You can convert to a Set with:
Set<String> aSet = new HashSet<String>(list);
Or you can convert to a set and back to a list with:
list = new ArrayList<String>(new HashSet<String>(list));
Both of these, however, are not likely to preserve the order of the elements. To preserve order, you can use a HashSet as an auxiliary structure while iterating:
List<String> list2 = new ArrayList<String>();
HashSet<String> lookup = new HashSet<String>();
for (String item : list) {
if (lookup.add(item)) {
// Set.add returns false if item is already in the set
list2.add(item);
}
}
list = list2;
In the case of duplicates, only the first occurrence will appear in the result.
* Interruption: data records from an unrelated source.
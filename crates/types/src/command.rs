use std::{error::Error, fmt, str::FromStr};

use serde::{Deserialize, Serialize};
use uuid::Uuid;

/// Namespace for command identifiers derived from `(name, template)`.
const COMMAND_ID_NAMESPACE: Uuid = Uuid::from_u128(0x3b0e_5a51_9c2d_4f7e_8a64_1d2f_90c3_7e15);

/// Value type a placeholder can declare with `${name:type}`.
#[derive(Debug, Clone, Copy, PartialEq, Eq, Hash, Serialize, Deserialize)]
#[serde(rename_all = "kebab-case")]
pub enum VariableType {
    /// Anything (default when no type is declared)
    Any,
    /// Digits only, no decimals
    Int,
    /// Digits with a decimal part
    Float,
    /// Either `int` or `float`
    Number,
    /// No digits at all
    NonNumeric,
    /// `true` or `false`, case-insensitive
    Boolean,
    /// No whitespace
    Password,
    /// Absolute request URI
    Url,
    /// Lexically clean path
    Path,
    /// Short command line flag such as `-la`
    Flag,
    /// Long command line option such as `--dry-run`
    #[serde(rename = "option")]
    LongOption,
}

impl VariableType {
    /// Every type accepted by the placeholder grammar.
    pub const ALL: [VariableType; 11] = [
        VariableType::Any,
        VariableType::Int,
        VariableType::Float,
        VariableType::Number,
        VariableType::NonNumeric,
        VariableType::Boolean,
        VariableType::Password,
        VariableType::Url,
        VariableType::Path,
        VariableType::Flag,
        VariableType::LongOption,
    ];

    /// Name of the type as written in a template.
    pub fn as_str(&self) -> &'static str {
        match self {
            Self::Any => "any",
            Self::Int => "int",
            Self::Float => "float",
            Self::Number => "number",
            Self::NonNumeric => "non-numeric",
            Self::Boolean => "boolean",
            Self::Password => "password",
            Self::Url => "url",
            Self::Path => "path",
            Self::Flag => "flag",
            Self::LongOption => "option",
        }
    }
}

impl fmt::Display for VariableType {
    fn fmt(&self, f: &mut fmt::Formatter<'_>) -> fmt::Result {
        f.write_str(self.as_str())
    }
}

impl FromStr for VariableType {
    type Err = UnknownVariableType;

    fn from_str(s: &str) -> Result<Self, Self::Err> {
        Self::ALL
            .into_iter()
            .find(|kind| kind.as_str() == s)
            .ok_or_else(|| UnknownVariableType(s.to_string()))
    }
}

#[derive(Debug, Clone, PartialEq, Eq)]
pub struct UnknownVariableType(pub String);

impl fmt::Display for UnknownVariableType {
    fn fmt(&self, f: &mut fmt::Formatter<'_>) -> fmt::Result {
        write!(f, "unknown variable type '{}'", self.0)
    }
}

impl Error for UnknownVariableType {}

/// A `${...}` placeholder declared by a command template.
#[derive(Debug, Clone, Default, PartialEq, Eq, Serialize, Deserialize)]
pub struct Variable {
    /// Placeholder name, used as the argument key
    pub name: String,
    /// Whether an empty value is accepted (`${name?}`)
    #[serde(default)]
    pub optional: bool,
    /// Declared value type; `None` when absent or unrecognized
    #[serde(default, rename = "type")]
    pub kind: Option<VariableType>,
    /// Listed values from `${name[a|b]}`, de-duplicated in source order
    #[serde(default)]
    pub values: Vec<String>,
    /// True when `values` is non-empty and does not contain `*`
    #[serde(default)]
    pub restricted: bool,
    /// Default value from `${name=value}`
    #[serde(default)]
    pub default: String,
}

/// A parsed catalogue entry.
#[derive(Debug, Clone, PartialEq, Eq, Serialize, Deserialize)]
pub struct Command {
    /// Stable identifier derived from `(name, command)`
    pub id: String,
    /// Display name from `@name`; empty for unnamed commands
    #[serde(default)]
    pub name: String,
    /// UI grouping from `@group`
    #[serde(default)]
    pub group: String,
    /// Free-form text from `@description` / `@desc`
    #[serde(default)]
    pub description: String,
    /// Raw command template containing placeholders
    pub command: String,
    /// Variables extracted from the template, in order of first appearance
    #[serde(default)]
    pub variables: Vec<Variable>,
}

impl Command {
    /// Build a command, deriving its identifier from the name and template.
    pub fn new(
        name: impl Into<String>,
        group: impl Into<String>,
        description: impl Into<String>,
        command: impl Into<String>,
        variables: Vec<Variable>,
    ) -> Self {
        let name = name.into();
        let command = command.into();
        let id = CommandKey::new(name.as_str(), command.as_str()).synthetic_id();
        Self {
            id,
            name,
            group: group.into(),
            description: description.into(),
            command,
            variables,
        }
    }

    /// Returns true when both halves of the lookup key match exactly.
    pub fn matches(&self, name: &str, command: &str) -> bool {
        self.name == name && self.command == command
    }
}

/// The `(name, template)` pair callers present to identify a command.
#[derive(Debug, Clone, PartialEq, Eq, Hash, Serialize, Deserialize)]
pub struct CommandKey {
    pub name: String,
    pub command: String,
}

impl CommandKey {
    pub fn new(name: impl Into<String>, command: impl Into<String>) -> Self {
        Self {
            name: name.into(),
            command: command.into(),
        }
    }

    /// UUIDv5 over the pair; stable across restarts and processes.
    pub fn synthetic_id(&self) -> String {
        let mut material = Vec::with_capacity(self.name.len() + self.command.len() + 1);
        material.extend_from_slice(self.name.as_bytes());
        material.push(b'\n');
        material.extend_from_slice(self.command.as_bytes());
        Uuid::new_v5(&COMMAND_ID_NAMESPACE, &material).to_string()
    }
}

/// Input for appending a command to the catalogue file.
#[derive(Debug, Clone, Default, PartialEq, Eq, Serialize, Deserialize)]
#[serde(rename_all = "camelCase")]
pub struct NewCommand {
    pub command_name: String,
    #[serde(default)]
    pub group_name: String,
    #[serde(default)]
    pub description: String,
    pub command: String,
}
If you want only the last occurrence to appear, that's a tougher problem. I'd tackle it by reversing the input list, applying the above, and then reversing the result.
This:
Set<String> set = new HashSet<String>();
set.addAll(list);
list.clear();
list.addAll(set);
Java 8 way:
list.stream().distinct().collect(Collectors.toList());
done :)
If you need to preserve elements order then use LinkedHashSet instead of HashSet
Set<String> mySet = new LinkedHashSet<String>(list);
Just use the normal constructor:
ArrayList<T> yourList;
HashSet<T> set = new HashSet<T>(yourList);
And you'll have a new view of the items, with duplicates removed, but you will lose ordering. This is true in every answer posted so far. To keep ordering you should iterate on the existing list and remove an element only if it's a duplicate (which can be done using a set to check if an element was already found).
You can use a set in the first place or convert into it:
Set<String> set = new TreeSet<String>(list);
package com.scjp.dump.test;
import java.util.ArrayList;
import java.util.Iterator;
import java.util.List;
public class ArrayListTest {
public static void main(String[] args) {
List<Integer> mylist2 = new ArrayList<Integer>();
List<Integer> mylist1 = new ArrayList<Integer>();
mylist1.add(3);
mylist1.add(3);
mylist1.add(5);
mylist1.add(9);
mylist1.add(2);
mylist1.add(5);
mylist1.add(5);
mylist1.add(3);
mylist1.add(3);
mylist1.add(3);
mylist1.add(9);
mylist1.add(56);
System.out.println(mylist1);
Iterator<Integer> itr1 = mylist1.listIterator();
while (itr1.hasNext()) {
Integer itn1 = (Integer) itr1.next();
if (mylist2.contains(itn1) == false)
mylist2.add(itn1);
}
System.out.println(mylist2);
}
}
Here are some way you can achieve this.
Using Java 8:
List<String> distinctLambda=originalList.stream()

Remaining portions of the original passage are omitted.